If a line in the entries below includes "Parser", show that line.

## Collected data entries
⁂
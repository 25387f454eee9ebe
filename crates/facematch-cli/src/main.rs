use anyhow::{Context, Result};
use clap::{Parser, Subcommand};
use facematch_core::{FaceAnalyzer, Gallery, Metric, ModelPaths, OnnxAnalyzer, ThresholdMatcher};
use std::path::{Path, PathBuf};

#[derive(Parser)]
#[command(name = "facematch", about = "Match faces against a reference gallery without the daemon")]
struct Cli {
    /// Directory containing det_10g.onnx and w600k_r50.onnx
    #[arg(long, env = "FACEMATCH_MODEL_DIR", global = true)]
    models: Option<PathBuf>,

    /// Directory of reference images
    #[arg(long, env = "FACEMATCH_REFERENCE_DIR", default_value = "reference_images", global = true)]
    references: PathBuf,

    /// ONNX Runtime intra-op threads per session
    #[arg(long, env = "FACEMATCH_INTRA_THREADS", default_value_t = 2, global = true)]
    threads: usize,

    #[command(subcommand)]
    command: Commands,
}

#[derive(Subcommand)]
enum Commands {
    /// Print the faces detected in an image
    Detect {
        image: PathBuf,
    },
    /// Match every face in an image against the reference gallery
    Match {
        image: PathBuf,
        /// Comparison metric (cosine or euclidean)
        #[arg(long, env = "FACEMATCH_METRIC", default_value = "cosine")]
        metric: Metric,
        /// Match threshold; defaults to the metric's own default
        #[arg(long, env = "FACEMATCH_THRESHOLD")]
        threshold: Option<f32>,
    },
    /// Load the reference gallery and list its entries
    Gallery,
}

fn main() -> Result<()> {
    tracing_subscriber::fmt()
        .with_env_filter(tracing_subscriber::EnvFilter::from_default_env())
        .with_writer(std::io::stderr)
        .init();

    let cli = Cli::parse();
    let model_dir = cli.models.clone().unwrap_or_else(facematch_core::default_model_dir);
    let mut analyzer = OnnxAnalyzer::load(&ModelPaths::in_dir(&model_dir), cli.threads)
        .with_context(|| format!("loading models from {}", model_dir.display()))?;

    match cli.command {
        Commands::Detect { image } => {
            let image = open_image(&image)?;
            let faces = analyzer.analyze(&image)?;
            let boxes: Vec<_> = faces.iter().map(|f| &f.bbox).collect();
            println!("{}", serde_json::to_string_pretty(&boxes)?);
        }
        Commands::Match { image, metric, threshold } => {
            let gallery = load_gallery(&cli.references, &mut analyzer)?;
            let matcher = ThresholdMatcher::new(metric, threshold.unwrap_or(metric.default_threshold()));
            let image = open_image(&image)?;
            let results = facematch_core::match_faces(&image, &mut analyzer, &matcher, &gallery)?;
            println!("{}", serde_json::to_string_pretty(&results)?);
        }
        Commands::Gallery => {
            let gallery = load_gallery(&cli.references, &mut analyzer)?;
            let listing = serde_json::json!({
                "references": gallery.names().collect::<Vec<_>>(),
                "skipped": gallery
                    .skipped()
                    .iter()
                    .map(|s| serde_json::json!({ "name": s.name, "reason": s.reason }))
                    .collect::<Vec<_>>(),
            });
            println!("{}", serde_json::to_string_pretty(&listing)?);
        }
    }

    Ok(())
}

fn open_image(path: &Path) -> Result<image::RgbImage> {
    facematch_core::open_image(path).with_context(|| format!("decoding {}", path.display()))
}

fn load_gallery(dir: &Path, analyzer: &mut OnnxAnalyzer) -> Result<Gallery> {
    Gallery::load(dir, analyzer).with_context(|| format!("loading gallery from {}", dir.display()))
}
⁂
## RESULT OF THIS TASK
use clap::{Parser, Subcommand};
#[derive(Parser)]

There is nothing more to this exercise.